## [Exercise inputs]
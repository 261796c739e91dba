//! Request handlers for the goal and chat endpoints

use axum::{
    body::Bytes,
    extract::{Path, State},
    response::Html,
    Json,
};
use serde::{Deserialize, Deserializer, Serialize};
use serde_json::{json, Value};
use tracing::{debug, info};

use super::error::ApiError;
use super::AppState;
use crate::core::goal::Goal;
use crate::core::prompt::build_prompt;

type ApiResult<T> = Result<T, ApiError>;

const INDEX_HTML: &str = include_str!("../../assets/index.html");

#[derive(Debug, Default, Deserialize, Serialize)]
pub struct ChatRequest {
    #[serde(default, deserialize_with = "null_as_default")]
    pub message: String,
    #[serde(default, deserialize_with = "null_as_default")]
    pub goals: Vec<Goal>,
}

/// Explicit `null` reads the same as an absent key
fn null_as_default<'de, D, T>(deserializer: D) -> Result<T, D::Error>
where
    D: Deserializer<'de>,
    T: Deserialize<'de> + Default,
{
    Ok(Option::<T>::deserialize(deserializer)?.unwrap_or_default())
}

#[derive(Debug, Deserialize, Serialize)]
pub struct ChatResponse {
    pub response: String,
}

fn success() -> Json<Value> {
    Json(json!({ "status": "success" }))
}

/// Index segments that are not non-negative integers address nothing
fn parse_index(raw: &str) -> ApiResult<usize> {
    if raw.is_empty() || !raw.bytes().all(|b| b.is_ascii_digit()) {
        return Err(ApiError::NotFound);
    }
    raw.parse().map_err(|_| ApiError::NotFound)
}

pub async fn index() -> Html<&'static str> {
    Html(INDEX_HTML)
}

pub async fn health() -> &'static str {
    "goaltrack is running"
}

pub async fn list_goals(State(state): State<AppState>) -> ApiResult<Json<Vec<Goal>>> {
    let goals = state.store.load()?;
    Ok(Json(goals))
}

pub async fn create_goal(State(state): State<AppState>, body: Bytes) -> ApiResult<Json<Value>> {
    let goal: Goal = serde_json::from_slice(&body)?;
    let index = state.store.append(goal)?;
    info!(index, "Created goal");
    Ok(success())
}

pub async fn delete_goal(
    State(state): State<AppState>,
    Path(index): Path<String>,
) -> ApiResult<Json<Value>> {
    let index = parse_index(&index)?;
    state.store.remove(index)?;
    info!(index, "Deleted goal");
    Ok(success())
}

pub async fn replace_goal(
    State(state): State<AppState>,
    Path(index): Path<String>,
    body: Bytes,
) -> ApiResult<Json<Value>> {
    let index = parse_index(&index)?;
    let goal: Goal = match serde_json::from_slice(&body) {
        Ok(goal) => goal,
        // An index that addresses nothing wins over a bad body
        Err(e) if index >= state.store.load()?.len() => {
            debug!("Ignoring body error for missing goal {}: {}", index, e);
            return Err(ApiError::NotFound);
        }
        Err(e) => return Err(e.into()),
    };
    state.store.replace(index, goal)?;
    info!(index, "Replaced goal");
    Ok(success())
}

/// Answer a question using the goals snapshot sent with the request
pub async fn chat(State(state): State<AppState>, body: Bytes) -> ApiResult<Json<ChatResponse>> {
    let req: ChatRequest = serde_json::from_slice(&body)?;
    let prompt = build_prompt(&req.message, &req.goals)?;

    debug!(prompt = %prompt, "Sending prompt to model");
    let response = state.model.generate(&prompt).await?;
    debug!(response = %response, "Received model response");

    Ok(Json(ChatResponse { response }))
}

#[cfg(test)]
mod tests {
    use super::*;

    #[test]
    fn test_parse_index() {
        assert_eq!(parse_index("0").unwrap(), 0);
        assert_eq!(parse_index("12").unwrap(), 12);
        assert!(matches!(parse_index("-1"), Err(ApiError::NotFound)));
        assert!(matches!(parse_index("abc"), Err(ApiError::NotFound)));
        assert!(matches!(parse_index("+1"), Err(ApiError::NotFound)));
        assert!(matches!(parse_index(""), Err(ApiError::NotFound)));
    }

    #[test]
    fn test_chat_request_defaults() {
        let req: ChatRequest = serde_json::from_str("{}").unwrap();
        assert!(req.message.is_empty());
        assert!(req.goals.is_empty());
    }

    #[test]
    fn test_chat_request_null_fields() {
        let req: ChatRequest =
            serde_json::from_str(r#"{"message": null, "goals": null}"#).unwrap();
        assert!(req.message.is_empty());
        assert!(req.goals.is_empty());

        assert!(serde_json::from_str::<ChatRequest>(r#"{"goals": 5}"#).is_err());
    }
}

## [What to work on]
All of the material, restated exactly, is the expected result.

## [Exercise response]
repository 261796c739e91dba
//! Request handlers for the goal and chat endpoints

use axum::{
    body::Bytes,
    extract::{Path, State},
    response::Html,
    Json,
};
use serde::{Deserialize, Deserializer, Serialize};
use serde_json::{json, Value};
use tracing::{debug, info};

use super::error::ApiError;
use super::AppState;
use crate::core::goal::Goal;
use crate::core::prompt::build_prompt;

type ApiResult<T> = Result<T, ApiError>;

const INDEX_HTML: &str = include_str!("../../assets/index.html");

#[derive(Debug, Default, Deserialize, Serialize)]
pub struct ChatRequest {
    #[serde(default, deserialize_with = "null_as_default")]
    pub message: String,
    #[serde(default, deserialize_with = "null_as_default")]
    pub goals: Vec<Goal>,
}

/// Explicit `null` reads the same as an absent key
fn null_as_default<'de, D, T>(deserializer: D) -> Result<T, D::Error>
where
    D: Deserializer<'de>,
    T: Deserialize<'de> + Default,
{
    Ok(Option::<T>::deserialize(deserializer)?.unwrap_or_default())
}

#[derive(Debug, Deserialize, Serialize)]
pub struct ChatResponse {
    pub response: String,
}

fn success() -> Json<Value> {
    Json(json!({ "status": "success" }))
}

/// Index segments that are not non-negative integers address nothing
fn parse_index(raw: &str) -> ApiResult<usize> {
    if raw.is_empty() || !raw.bytes().all(|b| b.is_ascii_digit()) {
        return Err(ApiError::NotFound);
    }
    raw.parse().map_err(|_| ApiError::NotFound)
}

pub async fn index() -> Html<&'static str> {
    Html(INDEX_HTML)
}

pub async fn health() -> &'static str {
    "goaltrack is running"
}

pub async fn list_goals(State(state): State<AppState>) -> ApiResult<Json<Vec<Goal>>> {
    let goals = state.store.load()?;
    Ok(Json(goals))
}

pub async fn create_goal(State(state): State<AppState>, body: Bytes) -> ApiResult<Json<Value>> {
    let goal: Goal = serde_json::from_slice(&body)?;
    let index = state.store.append(goal)?;
    info!(index, "Created goal");
    Ok(success())
}

pub async fn delete_goal(
    State(state): State<AppState>,
    Path(index): Path<String>,
) -> ApiResult<Json<Value>> {
    let index = parse_index(&index)?;
    state.store.remove(index)?;
    info!(index, "Deleted goal");
    Ok(success())
}

pub async fn replace_goal(
    State(state): State<AppState>,
    Path(index): Path<String>,
    body: Bytes,
) -> ApiResult<Json<Value>> {
    let index = parse_index(&index)?;
    let goal: Goal = match serde_json::from_slice(&body) {
        Ok(goal) => goal,
        // An index that addresses nothing wins over a bad body
        Err(e) if index >= state.store.load()?.len() => {
            debug!("Ignoring body error for missing goal {}: {}", index, e);
            return Err(ApiError::NotFound);
        }
        Err(e) => return Err(e.into()),
    };
    state.store.replace(index, goal)?;
    info!(index, "Replaced goal");
    Ok(success())
}

/// Answer a question using the goals snapshot sent with the request
pub async fn chat(State(state): State<AppState>, body: Bytes) -> ApiResult<Json<ChatResponse>> {
    let req: ChatRequest = serde_json::from_slice(&body)?;
    let prompt = build_prompt(&req.message, &req.goals)?;

    debug!(prompt = %prompt, "Sending prompt to model");
    let response = state.model.generate(&prompt).await?;
    debug!(response = %response, "Received model response");

    Ok(Json(ChatResponse { response }))
}

#[cfg(test)]
mod tests {
    use super::*;

    #[test]
    fn test_parse_index() {
        assert_eq!(parse_index("0").unwrap(), 0);
        assert_eq!(parse_index("12").unwrap(), 12);
        assert!(matches!(parse_index("-1"), Err(ApiError::NotFound)));
        assert!(matches!(parse_index("abc"), Err(ApiError::NotFound)));
        assert!(matches!(parse_index("+1"), Err(ApiError::NotFound)));
        assert!(matches!(parse_index(""), Err(ApiError::NotFound)));
    }

    #[test]
    fn test_chat_request_defaults() {
        let req: ChatRequest = serde_json::from_str("{}").unwrap();
        assert!(req.message.is_empty());
        assert!(req.goals.is_empty());
    }

    #[test]
    fn test_chat_request_null_fields() {
        let req: ChatRequest =
            serde_json::from_str(r#"{"message": null, "goals": null}"#).unwrap();
        assert!(req.message.is_empty());
        assert!(req.goals.is_empty());

        assert!(serde_json::from_str::<ChatRequest>(r#"{"goals": 5}"#).is_err());
    }
}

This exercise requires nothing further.